Friday, January 6, 2012

Like a Good Dessert...

I'm writing a screenplay. It is about two people (a guy and a girl) who find one another in a post-economic collapse situation. When I started telling a friend (who also writes screenplays) about this story, he asked if the two main characters were going to end up together. I almost immediately got defensive about it. I told him, "it's not a love story!"

He said, "well a producer reading this script is going to see a guy and a girl and wonder why it's not a love story!"

He's right, of course.

And, of course, it is a love story, but it's also so much more than that.

I started thinking about it, and I remembered the beginning of the "Princess Bride" when Grandpa is trying to convince the kid that it's a cool story; "...fencing, fighting, torture, giants, mosters, escape, true love, miracles..."

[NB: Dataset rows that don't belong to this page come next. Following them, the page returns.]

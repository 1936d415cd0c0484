use ed25519_dalek::SigningKey;
use rand::rngs::OsRng;

use crate::constants::{PUBKEY_SIZE, SECRET_KEY_SIZE};
use crate::error::IdentityError;
use crate::types::IdentityId;

/// A participant's cryptographic identity based on Ed25519.
/// The id is derived from the public key, so it is stable for the lifetime
/// of the key.
#[derive(Clone)]
pub struct Identity {
    signing_key: SigningKey,
}

impl Identity {
    /// Generate a new random identity
    pub fn generate() -> Self {
        let signing_key = SigningKey::generate(&mut OsRng);
        Self { signing_key }
    }

    /// Restore identity from secret key bytes
    pub fn from_secret_bytes(secret: &[u8; SECRET_KEY_SIZE]) -> Self {
        let signing_key = SigningKey::from_bytes(secret);
        Self { signing_key }
    }

    /// Restore identity from a hex-encoded secret key
    pub fn from_secret_hex(secret_hex: &str) -> Result<Self, IdentityError> {
        let mut secret = [0u8; SECRET_KEY_SIZE];
        hex::decode_to_slice(secret_hex.trim(), &mut secret)
            .map_err(|_| IdentityError::InvalidKeyBytes)?;
        Ok(Self::from_secret_bytes(&secret))
    }

    /// Stable content-derived id of this identity
    pub fn id(&self) -> IdentityId {
        IdentityId::from_public_key(&self.public_key_bytes())
    }

    /// Get the raw public key bytes
    pub fn public_key_bytes(&self) -> [u8; PUBKEY_SIZE] {
        self.signing_key.verifying_key().to_bytes()
    }

    /// Get the raw secret key bytes
    pub fn secret_bytes(&self) -> [u8; SECRET_KEY_SIZE] {
        self.signing_key.to_bytes()
    }
}

impl std::fmt::Debug for Identity {
    fn fmt(&self, f: &mut std::fmt::Formatter<'_>) -> std::fmt::Result {
        f.debug_struct("Identity").field("id", &self.id()).finish()
    }
}

#[cfg(test)]
mod tests {
    use super::*;

    #[test]
    fn test_id_is_stable_and_distinct() {
        let a = Identity::generate();
        let b = Identity::generate();
        assert_eq!(a.id(), a.id());
        assert_ne!(a.id(), b.id());
        assert_ne!(a.id().0, a.public_key_bytes());
    }

    #[test]
    fn test_from_secret_hex() {
        let id = Identity::generate();
        let restored = Identity::from_secret_hex(&hex::encode(id.secret_bytes())).unwrap();
        assert_eq!(restored.id(), id.id());
        assert!(Identity::from_secret_hex("zz").is_err());
    }
}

My story is like that. Not the fencing (mine has guns, not swords); not the giants or monsters (it's the midwest, not Middle Earth); and the only miracle in the story is that two people can find each other, even in the most insane of circumstances.

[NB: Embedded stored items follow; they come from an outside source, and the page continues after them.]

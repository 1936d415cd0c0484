//! The local identity secret and the identity → person map.

use chrono::Utc;
use rusqlite::{params, OptionalExtension};

use pairsync_shared::IdentityId;

use crate::columns;
use crate::database::Database;
use crate::error::Result;
use crate::models::IdentityRecord;

impl Database {
    /// Persist the hex-encoded secret of the local main identity.
    pub fn save_local_identity(&self, secret_hex: &str) -> Result<()> {
        self.conn().execute(
            "INSERT OR REPLACE INTO local_identity (id, secret_key, created_at) VALUES (1, ?1, ?2)",
            params![secret_hex, Utc::now().to_rfc3339()],
        )?;
        Ok(())
    }

    /// Hex-encoded secret of the local main identity, if one was saved.
    pub fn load_local_identity(&self) -> Result<Option<String>> {
        let secret = self
            .conn()
            .query_row(
                "SELECT secret_key FROM local_identity WHERE id = 1",
                [],
                |row| row.get(0),
            )
            .optional()?;
        Ok(secret)
    }

    /// Bind `identity` to `person` unless it is already bound. Returns the
    /// record as stored, which may name a different person.
    pub fn upsert_identity(&self, identity: &IdentityId, person: &IdentityId) -> Result<IdentityRecord> {
        self.conn().execute(
            "INSERT OR IGNORE INTO identities (identity, person, created_at) VALUES (?1, ?2, ?3)",
            params![identity.to_hex(), person.to_hex(), Utc::now().to_rfc3339()],
        )?;

        let record = self.conn().query_row(
            "SELECT identity, person, created_at FROM identities WHERE identity = ?1",
            params![identity.to_hex()],
            row_to_identity,
        )?;
        Ok(record)
    }

    /// The person an identity belongs to, if known.
    pub fn person_of(&self, identity: &IdentityId) -> Result<Option<IdentityId>> {
        let person = self
            .conn()
            .query_row(
                "SELECT person FROM identities WHERE identity = ?1",
                params![identity.to_hex()],
                |row| columns::identity(row, 0),
            )
            .optional()?;
        Ok(person)
    }

    /// Every identity bound to `person`.
    pub fn identities_of(&self, person: &IdentityId) -> Result<Vec<IdentityRecord>> {
        let mut stmt = self.conn().prepare(
            "SELECT identity, person, created_at
             FROM identities
             WHERE person = ?1
             ORDER BY identity ASC",
        )?;
        let rows = stmt.query_map(params![person.to_hex()], row_to_identity)?;

        let mut records = Vec::new();
        for row in rows {
            records.push(row?);
        }
        Ok(records)
    }
}

fn row_to_identity(row: &rusqlite::Row<'_>) -> rusqlite::Result<IdentityRecord> {
    Ok(IdentityRecord {
        identity: columns::identity(row, 0)?,
        person: columns::identity(row, 1)?,
        created_at: columns::timestamp(row, 2)?,
    })
}
//! # pairsync-store
//!
//! Local SQLite storage for identities, topics, owner-scoped channel logs,
//! their messages and the access grants that let remote identities read them.
//!
//! The crate exposes a synchronous `Database` handle that wraps a
//! `rusqlite::Connection` and provides typed helpers for every domain model.
//! Channel logs are append-only and grants are never deleted, so there are no
//! delete helpers for either.

pub mod channels;
pub mod database;
pub mod grants;
pub mod identities;
pub mod messages;
pub mod migrations;
pub mod models;
pub mod topics;

mod columns;
mod error;

pub use database::Database;
pub use error::{Result, StoreError};
pub use models::*;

I like analogies. I'm not talking about those terrible things in English class - "desk is to chair as tree is to..." No, not that kind of analogy. This kind of analogy:

My mom makes my absolute favorite dessert. It's really very simple, it's crumbled chocolate cake, chocolate pudding, and whipped cream in layers (and if I get my way, it also has a few raspberries hidden in the whipped cream). It's got layers, it's got textures, and it's got surprising bursts of flavor when you least expect it.

That's the kind of movie I'm writing. It's got cake, the texture, a little dryer than the rest, the rougher bits that add definition to the story. It's got pudding, it's smooth and flows well, common elements that make the story palatable and enjoyable. It's got whipped cream, the fluffy stuff... the romance. But even in the fluffy romantic parts, there are raspberries - chunks of outstanding flavor that lend a depth to the love story that might be missed if it were just plain old whipped cream.

So, yes, it is a love story. And no, it's not a love story. The love story is just one layer of the dessert. Each part on it's own might be just OK, but take all those very simple things and put them on top of one another, and you've created something greater than the sum of its parts.

I'm still working on assembling the ingredients, but it shouldn't be too terribly long before it's ready to be served, love story and all.